Resampling with Feedback - A New Paradigm of Using Workload Data for Performance Evaluation
Computer Science, Hebrew University
Reliable performance evaluations require representative workloads. This has led to the use of accounting logs from production systems as a source for workload data in simulations. I will survey 20 years of ups and downs in the use of workload logs, culminating with the idea of resampling with feedback. It all started with the realization that using workload logs directly suffers from various deficiencies, such as providing data about only one specific situation, and lack of flexibility, namely the inability to adjust the workload as needed. Creating workload models solves some of these problems but creates others, most notably the danger of missing out on important details that were not recognized in advance, and therefore not included in the model. Resampling solves many of these deficiencies by combining the best of both worlds. It is based on partitioning the workload data into basic components (e.g. the jobs contributed by different users), and then generating new workloads by sampling from this pool of basic components. This allows analysts to create multiple varied (but related) workloads from the same original log, all the time retaining much of the structure that exists in the original workload. However, resampling should not be applied in an oblivious manner. Rather, the generated workloads need to be adjusted dynamically to the conditions of the simulated system using a feedback loop. Resampling with feedback is therefore a new way to use workload logs which benefits from the realism of logs while eliminating many of their drawbacks. In addition, it enables evaluations of throughput effects that are impossible with static workloads.
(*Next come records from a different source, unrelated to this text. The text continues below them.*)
use rand::Rng;
use rand::seq::SliceRandom;

use crate::action::GameAction;
use crate::bot::Bot;
use crate::rules;
use crate::state::GameState;

/// Baseline bot that samples uniformly from the legal turn actions.
pub struct RandomBot<R: Rng> {
    rng: R,
}

impl<R: Rng> RandomBot<R> {
    pub fn new(rng: R) -> Self {
        Self { rng }
    }
}

impl<R: Rng + Send> Bot for RandomBot<R> {
    fn decide(&mut self, state: &GameState) -> GameAction {
        rules::legal_actions(state)
            .choose(&mut self.rng)
            .cloned()
            .unwrap_or(GameAction::EndTurn)
    }
}
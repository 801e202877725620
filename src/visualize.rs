use std::fmt::Write;

use crate::action::{CardSource, GameAction};
use crate::card::{Card, PlayedCard};
use crate::state::GameState;

/// Customize state rendering for CLI visualization.
#[derive(Clone, Copy, Debug)]
pub struct VisualOptions {
    pub show_build_sequences: bool,
    pub show_discard_sizes: bool,
    /// Print every hand, not just the human seats'.
    pub reveal_ai_hands: bool,
}

impl Default for VisualOptions {
    fn default() -> Self {
        Self {
            show_build_sequences: true,
            show_discard_sizes: true,
            reveal_ai_hands: true,
        }
    }
}

pub fn render_state(state: &GameState) -> String {
    render_state_with_options(state, VisualOptions::default())
}

pub fn render_state_with_options(state: &GameState, options: VisualOptions) -> String {
    let mut out = String::new();
    let status = match (state.game_is_over, state.winner) {
        (true, Some(winner)) => format!("Finished (winner: {})", seat_label(state, winner)),
        (true, None) => String::from("Finished"),
        (false, _) => String::from("Ongoing"),
    };
    let _ = writeln!(out, "Game status: {status}");
    let _ = writeln!(out, "Difficulty: {}", state.ai_difficulty);
    let _ = writeln!(out, "Current: {}", seat_label(state, state.current_player));
    let _ = writeln!(
        out,
        "Deck: {}  |  Completed: {}",
        state.deck.len(),
        state.completed_build_piles.len()
    );
    let _ = writeln!(out, "Build piles:");
    for (idx, pile) in state.build_piles.iter().enumerate() {
        let sequence = if options.show_build_sequences && !pile.is_empty() {
            let seq = pile
                .cards()
                .iter()
                .map(format_played)
                .collect::<Vec<_>>()
                .join(" ");
            format!("[{seq}]")
        } else {
            String::from("[-]")
        };
        let _ = writeln!(out, "  [{idx}] next {}  {}", pile.next_value(), sequence);
    }
    let _ = writeln!(out, "Players:");
    for (seat, player) in state.players.iter().enumerate() {
        let current_tag = if seat == state.current_player {
            " <- current"
        } else {
            ""
        };
        let stock_top = player
            .stock_top()
            .map(format_card)
            .unwrap_or_else(|| String::from("--"));
        let discard_display = player
            .discard_piles
            .iter()
            .enumerate()
            .map(|(idx, pile)| {
                let top = pile
                    .last()
                    .map(|card| format_card(*card))
                    .unwrap_or_else(|| String::from("--"));
                if options.show_discard_sizes {
                    format!("{idx}:{top} ({})", pile.len())
                } else {
                    format!("{idx}:{top}")
                }
            })
            .collect::<Vec<_>>()
            .join("  ");
        let _ = writeln!(
            out,
            "  {} - stock {} (top: {}){}",
            seat_label(state, seat),
            player.stock.len(),
            stock_top,
            current_tag
        );
        let _ = writeln!(out, "    Discards: {discard_display}");
        if options.reveal_ai_hands || !player.is_ai {
            let hand_display = player
                .hand
                .iter()
                .enumerate()
                .map(|(idx, slot)| {
                    let card = slot.map(format_card).unwrap_or_else(|| String::from("__"));
                    format!("{idx}:{card}")
                })
                .collect::<Vec<_>>()
                .join("  ");
            let _ = writeln!(out, "    Hand: {hand_display}");
        } else {
            let _ = writeln!(out, "    Hand size: {}", player.hand_cards().count());
        }
    }
    if let Some(selection) = state.selected_card {
        let _ = writeln!(
            out,
            "Selected: {} from {}",
            format_card(selection.card),
            describe_source(selection.source)
        );
    }
    if !state.message.is_empty() {
        let _ = writeln!(out, "Message: {}", state.message);
    }
    out
}

/// One-line description of `action` as taken by the current player of `state`.
pub fn describe_action(state: &GameState, action: &GameAction) -> String {
    let player = state.current();
    match action {
        GameAction::Init => String::from("Deal a new game"),
        GameAction::Reset => String::from("Reset the game"),
        GameAction::Draw { count: Some(count) } => format!("Draw up to {count} cards"),
        GameAction::Draw { count: None } => String::from("Draw to a full hand"),
        GameAction::SelectCard { source } => {
            let card = player
                .card_at(*source)
                .map(format_card)
                .unwrap_or_else(|| String::from("--"));
            format!("Select {} {card}", describe_source(*source))
        }
        GameAction::ClearSelection => String::from("Clear selection"),
        GameAction::PlayCard { build_pile } => {
            let card = state
                .selected_card
                .map(|selection| format_card(selection.card))
                .unwrap_or_else(|| String::from("--"));
            match state.build_piles.get(*build_pile) {
                Some(pile) => format!(
                    "Play {card} to build pile {build_pile} (needs {})",
                    pile.next_value()
                ),
                None => format!("Play {card} to build pile {build_pile}"),
            }
        }
        GameAction::DiscardCard { discard_pile } => {
            let card = state
                .selected_card
                .map(|selection| format_card(selection.card))
                .unwrap_or_else(|| String::from("--"));
            format!("Discard {card} to pile {discard_pile}")
        }
        GameAction::EndTurn => String::from("End turn"),
        GameAction::SetDifficulty { difficulty } => format!("Set difficulty to {difficulty}"),
    }
}

fn seat_label(state: &GameState, seat: usize) -> String {
    if state.players[seat].is_ai {
        format!("Player {seat} (AI)")
    } else {
        format!("Player {seat}")
    }
}

fn describe_source(source: CardSource) -> String {
    match source {
        CardSource::Hand(index) => format!("hand[{index}]"),
        CardSource::Stock => String::from("stock top"),
        CardSource::Discard(index) => format!("discard[{index}]"),
    }
}

fn format_card(card: Card) -> String {
    match card {
        Card::Number(value) => value.to_string(),
        Card::SkipBo => String::from("SB"),
    }
}

fn format_played(card: &PlayedCard) -> String {
    if card.wild {
        format!("SB({})", card.value)
    } else {
        card.value.to_string()
    }
}

#[cfg(test)]
mod tests {
    use rand::SeedableRng;
    use rand::rngs::StdRng;

    use super::*;
    use crate::action::Selection;
    use crate::config::GameConfig;
    use crate::rules;

    #[test]
    fn render_and_describe_include_expected_phrases() {
        let mut rng = StdRng::seed_from_u64(5);
        let mut state =
            rules::apply(&GameState::empty(GameConfig::default()), &GameAction::Init, &mut rng).state;
        state.players[0].hand[0] = Some(Card::SkipBo);
        state.selected_card = Some(Selection {
            card: Card::SkipBo,
            source: CardSource::Hand(0),
        });
        let text = render_state(&state);
        assert!(text.contains("Player 1 (AI)"));
        assert!(text.contains("Hand: 0:SB"));
        assert!(text.contains("Selected: SB from hand[0]"));

        let play = describe_action(&state, &GameAction::PlayCard { build_pile: 2 });
        assert_eq!(play, "Play SB to build pile 2 (needs 1)");
        let discard = describe_action(&state, &GameAction::DiscardCard { discard_pile: 0 });
        assert!(discard.starts_with("Discard"));
    }

    #[test]
    fn hidden_ai_hands_show_only_their_size() {
        let state = GameState::empty(GameConfig::default());
        let options = VisualOptions {
            reveal_ai_hands: false,
            ..VisualOptions::default()
        };
        let text = render_state_with_options(&state, options);
        assert!(text.contains("Hand size: 0"));
        assert!(text.contains("Hand: 0:__"));
    }
}
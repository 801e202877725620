use std::error::Error;
use std::path::PathBuf;
use std::process;

use async_trait::async_trait;
use clap::Parser;
use tracing::{debug, info};
use tracing_subscriber::filter::{LevelFilter, Targets};
use tracing_subscriber::layer::SubscriberExt;
use tracing_subscriber::util::SubscriberInitExt;

use skipbo::bots::label_for_spec;
use skipbo::{
    Bot, Difficulty, EngineConfig, GameAction, GameState, PacingConfig, Paced, Phase, PlayerId,
    Presentation, Presenter, Preferences, SeatedBots, TurnMachine, describe_action, render_state,
    winner_points,
};

const DEFAULT_SEED: u64 = 0xDEC0_1DED_5EED_F00D;

#[derive(Parser, Debug)]
#[command(name = "simulate", about = "Play one Skip-Bo game between two bots.")]
struct Args {
    /// Seed for shuffling and bot randomness
    #[arg(short, long, default_value_t = DEFAULT_SEED)]
    seed: u64,

    /// Bot specs for seat 0 and seat 1: ai, ai:easy|medium|hard, random[:seed]
    #[arg(num_args(2), default_values_t = [String::from("ai"), String::from("ai")])]
    bots: Vec<String>,

    /// Difficulty used by "ai" seats without an explicit level
    #[arg(short, long, default_value_t = Difficulty::Medium)]
    difficulty: Difficulty,

    /// Engine configuration JSON (game rules and pacing)
    #[arg(short, long)]
    config: Option<PathBuf>,

    /// Stored preferences JSON; its stock size overrides the configuration
    #[arg(short, long)]
    preferences: Option<PathBuf>,

    /// Stop after this many turns without a winner
    #[arg(long, default_value_t = 2000)]
    max_turns: usize,

    /// Wait out the configured presentation times instead of running flat out
    #[arg(long, default_value_t = false)]
    pace: bool,

    /// Print the board at the start of every turn
    #[arg(short, long, default_value_t = false)]
    visualize: bool,

    /// A log level among "off", "error", "warn", "info", "debug", "trace"
    #[arg(short, long, default_value = "info")]
    log_level: LevelFilter,
}

/// Logs every presentation instead of animating it.
struct LogPresenter;

#[async_trait]
impl Presenter for LogPresenter {
    async fn present(&mut self, presentation: &Presentation) {
        match presentation {
            Presentation::Draw { player, motions } => {
                info!(player, cards = motions.len(), "draw");
            }
            Presentation::Play { player, motion } => {
                debug!(player, card = ?motion.card, from = ?motion.from, to = ?motion.to, "play");
            }
            Presentation::Discard { player, motion } => {
                debug!(player, card = ?motion.card, from = ?motion.from, to = ?motion.to, "discard");
            }
            Presentation::Think { .. } => {}
        }
    }
}

/// Logs each decision of the wrapped bots, printing the board when a new turn starts.
struct Narrator<B> {
    inner: B,
    visualize: bool,
    last_seat: Option<PlayerId>,
}

impl<B: Bot> Bot for Narrator<B> {
    fn decide(&mut self, state: &GameState) -> GameAction {
        if self.last_seat != Some(state.current_player) {
            self.last_seat = Some(state.current_player);
            if self.visualize {
                println!("{}", render_state(state));
            }
        }
        let action = self.inner.decide(state);
        info!(player = state.current_player, "{}", describe_action(state, &action));
        action
    }
}

#[tokio::main(flavor = "current_thread")]
async fn main() {
    let args = Args::parse();
    initialize_logging(args.log_level);
    if let Err(err) = run(args).await {
        eprintln!("Error: {err}");
        process::exit(1);
    }
}

async fn run(args: Args) -> Result<(), Box<dyn Error>> {
    let engine = match &args.config {
        Some(path) => EngineConfig::load(path)?,
        None => EngineConfig::default(),
    };
    let preferences = match &args.preferences {
        Some(path) => Preferences::load_or_default(path)?,
        None => Preferences::default(),
    };
    let config = engine
        .game
        .with_preferences(&preferences)
        .with_ai_seats([true, true]);
    let pacing = if args.pace {
        engine.pacing
    } else {
        PacingConfig::instant()
    };

    let bots = Narrator {
        inner: SeatedBots::from_specs([args.bots[0].as_str(), args.bots[1].as_str()], args.seed)?,
        visualize: args.visualize,
        last_seat: None,
    };
    let presenter = Paced::new(LogPresenter, pacing);
    let mut machine =
        TurnMachine::new(config, presenter, bots, args.seed)?.with_turn_limit(args.max_turns);
    machine
        .dispatch(GameAction::SetDifficulty {
            difficulty: args.difficulty,
        })
        .await;

    println!(
        "Starting Skip-Bo simulation: {} vs {}.\n",
        label_for_spec(&args.bots[0]),
        label_for_spec(&args.bots[1])
    );
    machine.start().await;

    let state = machine.snapshot();
    let phase = machine.phase();
    let turns = machine.turns();
    if args.visualize {
        println!("{}", render_state(state));
    }

    match (phase, state.winner) {
        (Phase::Finished, Some(winner)) => println!(
            "Game finished after {turns} turns. Winner: Player {winner} ({}), {} points.",
            label_for_spec(&args.bots[winner]),
            winner_points(state).unwrap_or_default()
        ),
        _ => println!("Simulation stopped after {turns} turns without a winner."),
    }
    Ok(())
}

fn initialize_logging(level: LevelFilter) {
    let format = tracing_subscriber::fmt::format()
        .with_target(false)
        .compact();

    let filter = Targets::new().with_default(level);

    tracing_subscriber::registry()
        .with(tracing_subscriber::fmt::layer().event_format(format))
        .with(filter)
        .init();
}
use serde::{Deserialize, Serialize};

use crate::config::GameConfig;

/// Representation of a Skip-Bo card at rest (in a deck, hand, stock or discard pile).
#[derive(Copy, Clone, Debug, Eq, PartialEq, Hash, Serialize, Deserialize)]
pub enum Card {
    /// Numbered card between 1 and the configured maximum (12 by default).
    Number(u8),
    /// Skip-Bo wild card. Counts as any number when played.
    SkipBo,
}

pub const MIN_CARD_VALUE: u8 = 1;
pub const MAX_CARD_VALUE: u8 = 12;
pub const SKIP_BO_COUNT: usize = 18;
pub const COPIES_PER_VALUE: usize = 12;
pub const HAND_SIZE: usize = 5;
pub const STOCK_SIZE: usize = 30;
pub const DISCARD_PILE_COUNT: usize = 4;
pub const BUILD_PILE_COUNT: usize = 4;
pub const PLAYER_COUNT: usize = 2;

impl Card {
    /// Returns true if the card is the wildcard.
    #[inline]
    pub fn is_skip_bo(&self) -> bool {
        matches!(self, Card::SkipBo)
    }

    /// Returns the numeric value when available.
    #[inline]
    pub fn value(&self) -> Option<u8> {
        match self {
            Card::Number(v) => Some(*v),
            Card::SkipBo => None,
        }
    }

    /// Checks whether the card can legally satisfy the requested value.
    #[inline]
    pub fn matches_value(&self, value: u8) -> bool {
        debug_assert!(value >= MIN_CARD_VALUE);
        matches!(self, Card::SkipBo) || self.value() == Some(value)
    }
}

/// A card that has been placed on a build pile.
///
/// Skip-Bo cards take on the value the pile needed when they were played; `wild`
/// remembers the physical card so it returns to circulation as a Skip-Bo card once
/// the pile is completed.
#[derive(Copy, Clone, Debug, Eq, PartialEq, Hash, Serialize, Deserialize)]
pub struct PlayedCard {
    pub value: u8,
    pub wild: bool,
}

impl PlayedCard {
    pub fn new(card: Card, value: u8) -> Self {
        Self {
            value,
            wild: card.is_skip_bo(),
        }
    }

    /// The physical card, as it re-enters the deck.
    pub fn card(&self) -> Card {
        if self.wild {
            Card::SkipBo
        } else {
            Card::Number(self.value)
        }
    }
}

/// Number of cards a deck built from `config` contains.
pub fn deck_size(config: &GameConfig) -> usize {
    config.copies_per_value * config.max_value as usize + config.skip_bo_cards
}

/// Builds the deck described by `config` in deterministic order (unshuffled).
pub fn build_deck(config: &GameConfig) -> Vec<Card> {
    let mut deck = Vec::with_capacity(deck_size(config));
    for _ in 0..config.copies_per_value {
        for value in MIN_CARD_VALUE..=config.max_value {
            deck.push(Card::Number(value));
        }
    }
    deck.extend(std::iter::repeat(Card::SkipBo).take(config.skip_bo_cards));
    deck
}

/// Builds a full 162-card Skip-Bo deck in deterministic order (unshuffled).
pub fn full_deck() -> Vec<Card> {
    build_deck(&GameConfig::default())
}

#[cfg(test)]
mod tests {
    use super::*;

    #[test]
    fn standard_deck_composition() {
        let deck = full_deck();
        assert_eq!(deck.len(), 162);
        assert_eq!(deck.iter().filter(|card| card.is_skip_bo()).count(), 18);
        for value in MIN_CARD_VALUE..=MAX_CARD_VALUE {
            let copies = deck
                .iter()
                .filter(|card| card.value() == Some(value))
                .count();
            assert_eq!(copies, 12, "value {value}");
        }
    }

    #[test]
    fn wild_cards_return_as_skip_bo() {
        let played = PlayedCard::new(Card::SkipBo, 7);
        assert_eq!(played.value, 7);
        assert_eq!(played.card(), Card::SkipBo);
        assert_eq!(PlayedCard::new(Card::Number(3), 3).card(), Card::Number(3));
    }

    #[test]
    fn skip_bo_matches_any_value() {
        assert!(Card::SkipBo.matches_value(1));
        assert!(Card::SkipBo.matches_value(12));
        assert!(Card::Number(4).matches_value(4));
        assert!(!Card::Number(4).matches_value(5));
    }
}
Bio: Dror Feitelson is a professor of Computer Science at the Hebrew University of Jerusalem, where he has been on the faculty of the Rachel and Selim Benin School of Computer Science and Engineering since 1995. His research emphasizes experimental techniques and real-world data in computer systems performance evaluation, and more recently also in software engineering. Using such data he and his students have demonstrated the importance of using correct workloads in performance evaluations, identified commonly made erroneous assumptions that may call research results into question, and developed methodologies to replace assumptions with real data. Other major contributions include co-founding the JSSPP series of workshops (now in its 20th year), establishing and maintaining the Parallel Workloads Archive (which has been used in about a thousand papers), and a recent book on Workload Modeling published by Cambridge University Press in 2015.